Temperature dependence of spin susceptibility in two-dimensional Fermi liquid systems

TL;DR

This paper investigates how spin susceptibility in two-dimensional Fermi liquids varies with temperature, highlighting the role of quasiparticle rescattering and renormalization effects in the Cooper channel.

Contribution

It introduces a detailed analysis of temperature dependence of spin susceptibility considering Cooper channel rescattering and renormalization effects in 2D electron systems.

Findings

Rescattering in the Cooper channel significantly affects temperature dependence.

Strong renormalizations can cause the sign change in the temperature derivative.
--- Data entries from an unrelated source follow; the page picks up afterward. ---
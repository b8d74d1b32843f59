//! Enclosing-context queries over normalized syntax trees.
//!
//! One adapter per supported language implements [`ContextParser`]. The host
//! application picks an adapter by file type ([`parser_for_path`]) and treats
//! every language the same way: ask which function or class definition
//! encloses a byte range, or check that a file parses at all.

mod finder;
pub mod languages;

use crate::parser::{detect_language, first_syntax_error, parse_code, Language};
use crate::tree::SyntaxNode;
use eyre::{bail, Result};
use serde::{Deserialize, Serialize};
use std::path::Path;

pub use languages::parser_for;

/// Result of an enclosing-context query.
///
/// Holds the chosen scope, or `None` when no function/class definition fully
/// contains the query range. The node is cloned out of the per-query tree,
/// so identity is not stable across reparses.
#[derive(Debug, Clone, PartialEq, Eq, Serialize, Deserialize)]
pub struct EnclosingContext {
    /// The widest qualifying definition, if any.
    pub context: Option<SyntaxNode>,
}

/// Outcome of a parse-validity check.
#[derive(Debug, Clone, PartialEq, Eq, Serialize, Deserialize)]
pub struct DryRunResult {
    /// Whether the source parsed without error.
    pub valid: bool,
    /// Empty when valid, otherwise the parser's report.
    pub error: String,
}

/// Capability contract shared by every language adapter.
///
/// Adapters are zero-sized and stateless; each call parses its own input
/// from scratch, so concurrent use from independent call sites needs no
/// coordination.
pub trait ContextParser: Send + Sync {
    /// Language this adapter parses.
    fn language(&self) -> Language;

    /// Node kinds that count as enclosing scopes in this grammar.
    fn scope_kinds(&self) -> &'static [&'static str];

    /// Find the widest function/class definition whose span fully contains
    /// `[range_start, range_end]`, given as byte offsets into `source`.
    ///
    /// The bounds are compared against node spans exactly as supplied;
    /// callers holding 1-indexed line numbers convert first, e.g. via
    /// [`line_range_to_byte_range`]. Nested qualifying scopes lose to their
    /// ancestors: a range inside a method resolves to the surrounding class.
    ///
    /// # Errors
    /// Fails on unparseable input. Callers are expected to have validated
    /// the source with [`ContextParser::dry_run`] first.
    fn find_enclosing_context(
        &self,
        source: &str,
        range_start: usize,
        range_end: usize,
    ) -> Result<EnclosingContext> {
        let tree = parse_code(source, self.language())?;
        if let Some(report) = first_syntax_error(&tree) {
            bail!("{} source does not parse: {report}", self.language().name());
        }

        log::debug!(
            "Locating enclosing context for bytes {range_start}..{range_end} in {} source",
            self.language().name()
        );

        let root = SyntaxNode::from_tree(&tree);
        let context =
            finder::largest_enclosing(&root, self.scope_kinds(), range_start, range_end).cloned();

        Ok(EnclosingContext { context })
    }

    /// Check whether `source` parses without error.
    ///
    /// Never fails and never panics; converting parse failure into data is
    /// this operation's whole job.
    fn dry_run(&self, source: &str) -> DryRunResult {
        match parse_code(source, self.language()) {
            Ok(tree) => match first_syntax_error(&tree) {
                None => DryRunResult {
                    valid: true,
                    error: String::new(),
                },
                Some(report) => DryRunResult {
                    valid: false,
                    error: report,
                },
            },
            Err(err) => DryRunResult {
                valid: false,
                error: err.to_string(),
            },
        }
    }
}

/// Look up the adapter for a file path by its extension.
///
/// # Errors
/// Returns an error if the path has no extension or the extension is not
/// supported.
///
/// # Examples
/// ```
/// use treesitter_scope::context::{parser_for_path, ContextParser};
/// use treesitter_scope::parser::Language;
///
/// let parser = parser_for_path("src/review.py").unwrap();
/// assert_eq!(parser.language(), Language::Python);
/// ```
pub fn parser_for_path(path: impl AsRef<Path>) -> Result<&'static dyn ContextParser> {
    Ok(parser_for(detect_language(path)?))
}

/// Convert a 1-indexed, inclusive line range into the byte span covering
/// those lines (trailing newline excluded).
///
/// Returns `None` when the line range is zero, inverted, or past the end of
/// the source.
pub fn line_range_to_byte_range(
    source: &str,
    line_start: u32,
    line_end: u32,
) -> Option<(usize, usize)> {
    if line_start == 0 || line_end < line_start {
        return None;
    }

    let mut line_spans = Vec::new();
    let mut offset = 0;
    for line in source.split_inclusive('\n') {
        let content = line.trim_end_matches('\n').trim_end_matches('\r');
        line_spans.push((offset, offset + content.len()));
        offset += line.len();
    }

    let (start, _) = *line_spans.get(line_start as usize - 1)?;
    let (_, end) = *line_spans.get(line_end as usize - 1)?;
    Some((start, end))
}
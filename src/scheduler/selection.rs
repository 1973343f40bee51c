/// Shared selection primitives: cumulative-weight sampling and the
/// artist/replay separation checks used by the constrained strategies.
use std::collections::{HashMap, HashSet, VecDeque};

use chrono::{DateTime, Utc};
use rand::{Rng, RngCore};

use crate::db::library::Track;

/// Floor applied to every weight so zero/negative weights stay drawable.
pub const MIN_WEIGHT: f64 = 0.0001;

/// Draw one track not in `used`, with probability proportional to its weight.
/// Returns `None` when every track has been used.
pub fn weighted_pick<'a>(
    pool: &'a [Track],
    used: &HashSet<i64>,
    rng: &mut dyn RngCore,
) -> Option<&'a Track> {
    let total: f64 = pool
        .iter()
        .filter(|t| !used.contains(&t.id))
        .map(|t| t.weight.max(MIN_WEIGHT))
        .sum();
    if total <= 0.0 {
        return None;
    }

    let target = rng.gen::<f64>() * total;
    let mut cumulative = 0.0;
    let mut last = None;
    for track in pool.iter().filter(|t| !used.contains(&t.id)) {
        cumulative += track.weight.max(MIN_WEIGHT);
        if cumulative > target {
            return Some(track);
        }
        last = Some(track);
    }
    // Float rounding can leave `target` a hair above the final cumulative sum
    last
}

/// Repeated weighted draws without replacement until `count` tracks are
/// chosen, the pool runs dry, or the attempt budget is spent.
pub fn weighted_sample(pool: &[Track], count: usize, rng: &mut dyn RngCore) -> Vec<Track> {
    let budget = count * 15 + 100;
    let mut used = HashSet::with_capacity(count);
    let mut picked = Vec::with_capacity(count.min(pool.len()));

    for _ in 0..budget {
        if picked.len() >= count {
            break;
        }
        let Some(track) = weighted_pick(pool, &used, rng) else {
            break;
        };
        used.insert(track.id);
        picked.push(track.clone());
    }
    picked
}

// ── Separation ───────────────────────────────────────────────────────────────

/// Sliding window over the most recently selected artists.
#[derive(Debug, Clone)]
pub struct ArtistWindow {
    recent: VecDeque<String>,
    capacity: usize,
}

impl ArtistWindow {
    /// The deque grows on demand; `capacity` only bounds how much history is kept.
    pub fn new(capacity: usize) -> Self {
        Self {
            recent: VecDeque::new(),
            capacity,
        }
    }

    /// True when `artist` does not appear among the last `window` picks.
    /// Blank artists never collide.
    pub fn allows(&self, artist: &str, window: usize) -> bool {
        let artist = artist.trim();
        if artist.is_empty() || window == 0 {
            return true;
        }
        !self
            .recent
            .iter()
            .rev()
            .take(window)
            .any(|a| !a.is_empty() && a.eq_ignore_ascii_case(artist))
    }

    /// Distance back to each artist's latest pick (1 = the previous pick),
    /// keyed by lowercased name. Blank artists are left out.
    pub fn recency(&self) -> HashMap<String, usize> {
        let mut latest = HashMap::new();
        for (distance, artist) in self.recent.iter().rev().enumerate() {
            if !artist.is_empty() {
                latest
                    .entry(artist.to_ascii_lowercase())
                    .or_insert(distance + 1);
            }
        }
        latest
    }

    pub fn record(&mut self, artist: &str) {
        if self.capacity == 0 {
            return;
        }
        if self.recent.len() == self.capacity {
            self.recent.pop_front();
        }
        self.recent.push_back(artist.trim().to_string());
    }
}

/// True when the track last aired at least `min_hours` ago (or never).
pub fn replay_allowed(track: &Track, min_hours: f64, now: DateTime<Utc>) -> bool {
    if min_hours <= 0.0 {
        return true;
    }
    track
        .hours_since_played(now)
        .map_or(true, |hours| hours >= min_hours)
}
Linear in T term is calculated using angular harmonics in the Cooper channel.

Abstract

We consider the non-analytic terms in the spin susceptibility arising as a result of rescaterring of pairs of quasiparticles. We emphasize the importance of rescattering in the Cooper channel for the analysis of the temperature dependences in the two-dimensional electron systems in the ballistic regime. In the calculation of the linear in $T$ term we use angular harmonics in the Cooper channel, because for each harmonic the interaction amplitude is renormalized independently. We observe, that as a consequence of strong renormalizations in the Cooper ladder, the temperature derivative of the spin susceptibility may change its sign at low temperatures.